Just about everybody is familiar with Paul Butler, known for his smooth voice in radio and TV news, for mentoring youth and, most recently, handling public communications for the Wicomico County Board of Education.
On Facebook, he has nearly 5,000 friends, and often shares photos of his wife, Valerie, their children and grandchildren. He’s always smiling and offering uplifting messages.
So, it was a surprise when he announced he needs a kidney transplant.
“My kidneys are failing. I’ve been dealing with chronic kidney disease for the last few years and now preparing for dialysis to keep me alive. Along with constant prayer, there is another option, and although I don’t like to ask for help, this option could help me live a longer, normal life. If I could find a match and someone willing to donate a kidney, this could happen within a few months and would greatly increase the length and quality of life for me and my family,” Butler wrote.
By last weekend, the post had been shared more than 860 times, with 527 people commenting and 944 sending thumbs up, heart and hug emoticons. He has received many offers from those eager to be tested to see if they are a match.
Immediately, family members said yes, of course they would donate, but two were disqualified because of health conditions. The family is waiting to see if his son and one daughter are matches.
“My kids offered right away. They didn’t hesitate at all. I have had cousins and aunts and uncles who said they want to see if they are matches. If somebody gets tested and they are not a match for me, the hospital will say, ‘You aren’t a match for Paul, but you might be for other people. Would you consider donating to help save this person?’ There is this cross checking they have,” he said during a recent conversation with the Salisbury Independent.
“I’m OK. I’m doing OK. I’m having some issues facing me but I know God has it all under control. My goal is to get a kidney transplant. Dialysis is temporary until you get a new kidney. Dialysis is either going to a center three times a week to have your blood cleaned or doing it every day from home. I haven’t started yet but I’m in the process of getting a catheter in my stomach, a peritoneal catheter, so I can start dialysis from home. You hook up to a machine every night and it cleans your blood while you’re sleeping,” he explained.
Butler, 60, has been diabetic since 1998 and in 2019 his doctor detected a decline in his kidney function.
“I didn’t notice anything, but keep in mind it’s a silent disease,” he said.
When his kidney function dropped to 19 percent, his nephrologist told him to start preparing for dialysis.
“I was shocked it had dropped so far, that it declined so rapidly. But God says, it says in the Bible, not to worry because God has already ordained our steps. Whatever he has in store for me, I am ready for it. This past January, my doctor said my kidney function was at 19 or 18 percent. I had some tests done last month and the doctor said, ‘Now is the time for you to meet with the kidney transplant team at the University of Maryland.’ They took me through everything I need to know for a kidney transplant.
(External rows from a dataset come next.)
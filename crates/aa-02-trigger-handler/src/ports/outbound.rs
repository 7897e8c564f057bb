//! # Driven Ports (SPI - Outbound)
//!
//! The ledger as the trigger handler sees it: everything the evaluator reads
//! through [`LedgerReader`], plus writes, the trigger queue and a
//! transaction with named savepoints.
//!
//! ## Transaction discipline
//!
//! Every write happens inside `begin`/`commit`. A cascade takes a savepoint
//! before it touches anything and rolls back to it when any invocation in
//! the cascade bounces, so none of its writes survive.

use crate::domain::composer::verify_unit;
use aa_01_formula::domain::{AaDefinitionRecord, AaResponse, ChainContext, StoredValue};
use aa_01_formula::ports::outbound::LedgerReader;
use async_trait::async_trait;
use serde::{Deserialize, Serialize};
use shared_types::{Address, Amount, Asset, Input, LedgerError, Message, Mci, SpendableOutput, Unit, UnitHash};
use std::collections::BTreeMap;
use thiserror::Error;

/// A stable trigger waiting to be handled.
#[derive(Debug, Clone, PartialEq, Eq, PartialOrd, Ord, Hash, Serialize, Deserialize)]
pub struct PendingTrigger {
    /// MCI at which the trigger became stable.
    pub mci: Mci,
    /// Triggering unit.
    pub unit: UnitHash,
    /// Triggered AA.
    pub aa_address: Address,
}

/// Why a composed unit was refused.
#[derive(Debug, Clone, PartialEq, Eq, Error)]
pub enum UnitValidationError {
    /// The unit breaks a ledger rule; the AA bounces.
    #[error("{0}")]
    Invalid(String),

    /// Storage failed.
    #[error(transparent)]
    Ledger(#[from] LedgerError),
}

/// Transactional ledger used by the trigger handler.
#[async_trait]
pub trait AaLedger: LedgerReader {
    // -------------------------------------------------------------------------
    // Transactions
    // -------------------------------------------------------------------------

    /// Opens a transaction.
    async fn begin(&self) -> Result<(), LedgerError>;

    /// Commits the open transaction.
    async fn commit(&self) -> Result<(), LedgerError>;

    /// Discards the open transaction.
    async fn rollback(&self) -> Result<(), LedgerError>;

    /// Marks a point the transaction can return to.
    async fn savepoint(&self, name: &str) -> Result<(), LedgerError>;

    /// Undoes everything after `name`; the savepoint stays.
    async fn rollback_to(&self, name: &str) -> Result<(), LedgerError>;

    /// Forgets `name` and every later savepoint, keeping their writes.
    async fn release(&self, name: &str) -> Result<(), LedgerError>;

    // -------------------------------------------------------------------------
    // Trigger queue
    // -------------------------------------------------------------------------

    /// Triggers ready to run, in processing order.
    async fn read_pending_triggers(&self) -> Result<Vec<PendingTrigger>, LedgerError>;

    /// Removes a handled trigger from the queue.
    async fn remove_pending_trigger(&self, trigger: &PendingTrigger) -> Result<(), LedgerError>;

    /// Main chain context at `mci`.
    async fn read_chain_context(&self, mci: Mci) -> Result<ChainContext, LedgerError>;

    // -------------------------------------------------------------------------
    // Coins
    // -------------------------------------------------------------------------

    /// Unspent outputs of `address` in `asset`: stable ones up to `max_mci`
    /// and unstable ones created by AAs.
    async fn read_spendable_outputs(
        &self,
        address: &Address,
        asset: &Asset,
        max_mci: Mci,
    ) -> Result<Vec<SpendableOutput>, LedgerError>;

    /// Highest issue serial number used for `asset`.
    async fn read_max_issue_serial(&self, asset: &Asset) -> Result<Option<u64>, LedgerError>;

    // -------------------------------------------------------------------------
    // Writes
    // -------------------------------------------------------------------------

    /// Stores a unit, spends its inputs and records its outputs.
    async fn save_unit(&self, unit: &Unit, mci: Option<Mci>) -> Result<(), LedgerError>;

    /// Sets a cached balance.
    async fn write_balance(&self, address: &Address, asset: &Asset, amount: Amount) -> Result<(), LedgerError>;

    /// Sets a storage size counter.
    async fn write_storage_size(&self, address: &Address, size: i64) -> Result<(), LedgerError>;

    /// Sets a state variable; `None` deletes it.
    async fn write_state_var(
        &self,
        address: &Address,
        name: &str,
        value: Option<&StoredValue>,
    ) -> Result<(), LedgerError>;

    /// Appends a response record.
    async fn save_response(&self, response: &AaResponse) -> Result<(), LedgerError>;

    /// Stores an accepted AA definition.
    async fn save_aa_definition(&self, record: &AaDefinitionRecord) -> Result<(), LedgerError>;

    // -------------------------------------------------------------------------
    // Scans
    // -------------------------------------------------------------------------

    /// Every AA address.
    async fn read_aa_addresses(&self) -> Result<Vec<Address>, LedgerError>;

    /// Cached balances of `address`.
    async fn read_balances(&self, address: &Address) -> Result<BTreeMap<Asset, Amount>, LedgerError>;

    /// Sum of the unspent outputs of `address`, per asset.
    async fn read_unspent_totals(&self, address: &Address) -> Result<BTreeMap<Asset, Amount>, LedgerError>;

    /// Every stored state variable of `address`.
    async fn read_state_vars(&self, address: &Address) -> Result<Vec<(String, StoredValue)>, LedgerError>;

    // -------------------------------------------------------------------------
    // Validation
    // -------------------------------------------------------------------------

    /// Full ledger validation of a composed response unit.
    ///
    /// The default checks structure, hash and that every payment balances
    /// against the outputs it spends.
    async fn validate_unit(&self, unit: &Unit) -> Result<(), UnitValidationError> {
        let mut amounts = BTreeMap::new();
        for (_, payment) in unit.payments() {
            for input in &payment.inputs {
                let Input::Transfer { unit: source, message_index, output_index } = input else {
                    continue;
                };
                let stored = self
                    .read_unit(source)
                    .await?
                    .ok_or_else(|| UnitValidationError::Invalid(format!("input unit {source} not found")))?;
                let amount = match stored.unit.messages.get(*message_index as usize) {
                    Some(Message::Payment(p)) => p.outputs.get(*output_index as usize).map(|o| o.amount),
                    _ => None,
                }
                .ok_or_else(|| {
                    UnitValidationError::Invalid(format!("output {source}:{message_index}:{output_index} not found"))
                })?;
                amounts.insert((source.clone(), *message_index, *output_index), amount);
            }
        }
        verify_unit(unit, &amounts).map_err(UnitValidationError::Invalid)
    }
}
The doctor said now is the time to reach out to people and see if there is a donor,” Butler said.
Nationwide, there are 100,000 people waiting for a new kidney and the normal wait time for those on the transplant list is four to six years.
“If you get a living donor, somebody who can donate now, you can get a kidney within a few months,” he said, adding the donor’s medical bills are paid and recovery time for the donor is about two weeks. Anyone interested in being a donor can see ummclivingdonation.org and search for “Paul Butler 10/06/1962.”
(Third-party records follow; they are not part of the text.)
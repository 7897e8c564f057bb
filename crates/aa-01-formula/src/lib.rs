//! # AA-01 Formula Engine - Autonomous Agent Formulas
//!
//! **Subsystem ID:** 1
//! **Status:** Production-Ready
//!
//! ## Purpose
//!
//! Validates Autonomous Agent definitions once, when they are posted, and
//! evaluates their formulas every time an AA is triggered. Formulas arrive
//! as syntax trees; parsing source text is delegated to a `FormulaParser`
//! and memoized by [`cache::FormulaCache`].
//!
//! ## Domain Invariants
//!
//! | Invariant | Enforcement Location |
//! |-----------|---------------------|
//! | Complexity and op budgets | `validator/mod.rs` - `Walker::complex()`, `Walker::op()` |
//! | Locals assigned once, frozen after capture | `validator/locals.rs` - `Locals::assign()` |
//! | Features gated by activation MCI | `validator/mod.rs` - `Walker::gate()` |
//! | 15 significant digits, no NaN or infinity | `domain/decimal.rs` - `Decimal` |
//! | Ledger reads bounded by the cascade MCI | `evaluator/lookups.rs` |
//! | Remote getters priced the same at definition and call time | `evaluator/getters.rs` - `getter_costs()` |
//! | State vars written only by the state message | `evaluator/mod.rs` - `assign_state_var()` |
//!
//! ## Outbound Dependencies
//!
//! | Trait | Purpose |
//! |-------|---------|
//! | `LedgerReader` | Balances, state vars, definitions, units, data feeds, attestations, assets |
//! | `GetterLookup` | Static cost of other AAs' getters |
//! | `FormulaParser` | Source text to syntax tree |
//!
//! ## Usage Example
//!
//! ```ignore
//! use aa_01_formula::prelude::*;
//!
//! let info = validate_aa_definition(&definition, mci, &config, &NoGetters)?;
//! let mut ev = Evaluator::new(&ledger, &config, &mut state, &mut invocation, EvalMode::default());
//! let substitution = ev.substitute_messages(&definition.messages).await?;
//! ```

// Crate-level lints
#![warn(missing_docs)]
#![warn(clippy::all)]
#![warn(clippy::pedantic)]
#![allow(clippy::module_name_repetitions)]
#![allow(clippy::missing_errors_doc)]

// =============================================================================
// MODULES
// =============================================================================

pub mod adapters;
pub mod cache;
pub mod config;
pub mod domain;
pub mod errors;
pub mod evaluator;
pub mod ports;
pub mod validator;

// =============================================================================
// PRELUDE
// =============================================================================

/// Convenient re-exports for common usage.
pub mod prelude {
    // Domain
    pub use crate::domain::{
        AaDefinition, AaDefinitionKind, AaDefinitionRecord, AaResponse, ChainContext, Decimal, Expr,
        ResponseBody, StateVarEntry, StoredValue, Template, Trigger, UpdatedStateVar, ValidationState, Value,
    };

    // Validation and evaluation
    pub use crate::evaluator::{EvalMode, Evaluator, Invocation, Scope, Substitution};
    pub use crate::validator::{
        validate_aa_definition, validate_formula, validate_getters, Complexity, DefinitionInfo,
        ValidatorOptions,
    };

    // Ports
    pub use crate::ports::outbound::{FormulaParser, GetterLookup, LedgerReader, NoGetters};

    // Adapters
    pub use crate::adapters::{InMemoryLedgerReader, LedgerData};

    // Configuration, cache, errors
    pub use crate::cache::FormulaCache;
    pub use crate::config::{ActivationHeights, AaConfig};
    pub use crate::errors::{EvalError, ValidationError};
}

// =============================================================================
// CRATE INFO
// =============================================================================

/// Crate version.
pub const VERSION: &str = env!("CARGO_PKG_VERSION");

/// Subsystem ID.
pub const SUBSYSTEM_ID: u8 = 1;

/// Subsystem name.
pub const SUBSYSTEM_NAME: &str = "AA Formula Engine";

#[cfg(test)]
mod tests {
    use super::*;

    #[test]
    fn test_prelude_exports() {
        use prelude::*;
        let _ = AaConfig::default();
        let _ = Value::from(Decimal::ONE);
        assert_eq!(SUBSYSTEM_ID, 1);
    }
}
“I’m really humbled that so many people have contacted me and said, ‘Look, I see what you’re going through and I would love to be tested to see if I’m a match,’” Butler said.
He said he feels well and is continuing to work, although he tires easily. He walks or rides his bicycle every day to stay in shape and maintain stamina, although some days back pain is bad enough to send him home from work, although everybody at the Board of Education has been understanding, he said.
It’s important for him to keep his medical insurance, not only for the cost of surgery, but to cover expensive medication he will need for the rest of his life to prevent his body from rejecting the new kidney.
“Emotionally, I’m doing good,” he said.
“I have a good, strong support system at home with my wife and kids. There are days when I'm not down, but I just don’t feel well. I am still living a normal life. I am getting the catheter pretty soon,” he said.
“And you know, we live in a community where people help each other. If there’s an illness or a tragedy they want to help and they all come together. I love that about this community."